Thanks. I got the test data. The problem was caused by some UMI groups having positions where the quality score was 0 in all of the sequences (the tail end was all N characters with quality 0).

I added a fix to the version of presto at the tip of the default branch in the bitbucket repo.

As it looks like you are using the docker container, I'm rebuilding the kleinstein/immcantation:devel image right now, and you can get the fix by using that image. The image hasn't finished building yet. It should be done by 3pm your time.
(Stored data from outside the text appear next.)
// SPDX-License-Identifier: PMPL-1.0-or-later
// Copyright (c) 2026 Jonathan D.A. Jewell (hyperpolymath) <jonathan.jewell@open.ac.uk>
//
// JSON method codec, wire-compatible with the UI runtime's JSON method channel.
//
//   call            {"method": "<name>", "args": <any>}
//   success         [result]
//   error           [code, message, details]
//   not implemented empty reply

use lightalarm_core::error::{AlarmBridgeError, Result};
use serde_json::{Value, json};

use super::{MethodCall, MethodResponse};

/// Decode a method call envelope.
pub fn decode_call(bytes: &[u8]) -> Result<MethodCall> {
    Ok(serde_json::from_slice(bytes)?)
}

/// Encode a reply envelope.
pub fn encode_response(response: &MethodResponse) -> Vec<u8> {
    let envelope = match response {
        MethodResponse::NotImplemented => return Vec::new(),
        MethodResponse::Success(result) => json!([result]),
        MethodResponse::Error {
            code,
            message,
            details,
        } => json!([code, message, details]),
    };
    // Serializing a `Value` cannot fail.
    serde_json::to_vec(&envelope).unwrap_or_default()
}

/// Encode the error envelope for `err`, for replies produced without a
/// handler (e.g. before the service is initialised).
pub fn encode_error(err: &AlarmBridgeError) -> Vec<u8> {
    encode_response(&MethodResponse::from(err))
}

/// Decode a reply envelope.
pub fn decode_response(bytes: &[u8]) -> Result<MethodResponse> {
    if bytes.is_empty() {
        return Ok(MethodResponse::NotImplemented);
    }
    let envelope: Vec<Value> = serde_json::from_slice(bytes)?;
    let mut items = envelope.into_iter();
    Ok(match (items.next(), items.next(), items.next()) {
        (Some(result), None, None) => MethodResponse::Success(result),
        (Some(Value::String(code)), message, details) => MethodResponse::Error {
            code,
            message: message.and_then(|m| m.as_str().map(str::to_owned)).unwrap_or_default(),
            details: details.unwrap_or(Value::Null),
        },
        _ => MethodResponse::error_with_code("BAD_MESSAGE", "malformed reply envelope"),
    })
}
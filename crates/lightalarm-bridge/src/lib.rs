// SPDX-License-Identifier: PMPL-1.0-or-later
// Copyright (c) 2026 Jonathan D.A. Jewell (hyperpolymath) <jonathan.jewell@open.ac.uk>

//! Light Alarm — native alarm service bridge.
//!
//! Serves the `alarm_service` method channel for the cross-platform UI:
//! raising the main window, posting and cancelling the single alarm
//! notification, and launching the alarm screen. The host OS is reached
//! through the [`traits::PlatformBridge`] capability traits, with one
//! implementation per platform.

pub mod channel;
pub mod launcher;
pub mod notifications;
pub mod traits;

#[cfg(target_os = "android")]
pub mod android;

#[cfg(not(target_os = "android"))]
pub mod stub;

use std::sync::Arc;

use lightalarm_core::config::BridgeConfig;

pub use channel::{AlarmMethod, AlarmService, MethodCall, MethodResponse};

/// Retrieves the bridge implementation for the target operating system.
///
/// RETURNS: A boxed trait object (`dyn PlatformBridge`) that hides the
/// native SDK details.
pub fn platform_bridge() -> Box<dyn traits::PlatformBridge> {
    #[cfg(target_os = "android")]
    {
        // Android: `jni-rs` calls into NotificationManager / Activity.
        Box::new(android::AndroidBridge::new())
    }
    #[cfg(not(target_os = "android"))]
    {
        // DESKTOP/CI: in-memory host model.
        Box::new(stub::StubBridge::new())
    }
}

/// Build the `alarm_service` handler on top of [`platform_bridge`].
pub fn alarm_service(config: &BridgeConfig) -> AlarmService<dyn traits::PlatformBridge> {
    AlarmService::new(Arc::from(platform_bridge()), config)
}

#[cfg(test)]
mod tests {
    use super::*;
    use serde_json::Value;

    #[test]
    fn platform_service_handles_calls() {
        let service = alarm_service(&BridgeConfig::default());
        assert_eq!(service.channel_name(), "alarm_service");
        assert_eq!(
            service.handle(&MethodCall::new("showNotification", Value::Null)),
            MethodResponse::Success(Value::Null)
        );
        assert_eq!(
            service.handle(&MethodCall::new("cancelNotification", Value::Null)),
            MethodResponse::Success(Value::Null)
        );
    }
}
I'll try to make an official release of presto with the fix sometime next week, but I have some testing to do on the MaskPrimers changes first.

ssnn-airr commented 6 years ago

Original comment by Koda Hirotomo (Bitbucket: [Hirotomo Koda](https://bitbucket.org/Hirotomo Koda), ).


Thank you for your quick reply! I've sent you an email with example files.

ssnn-airr commented 6 years ago

Original comment by Jason Vander Heiden (Bitbucket: javh, GitHub: javh).


Greetings @hkoda,

I'll take a look at this. Would you be able to email me an example file that fails? (jason.vanderheiden at yale.edu).

My guess is that there's a sequence that's entirely N characters, or something similar, in the data that we aren't accounting for correctly. I'm not sure without looking at it though.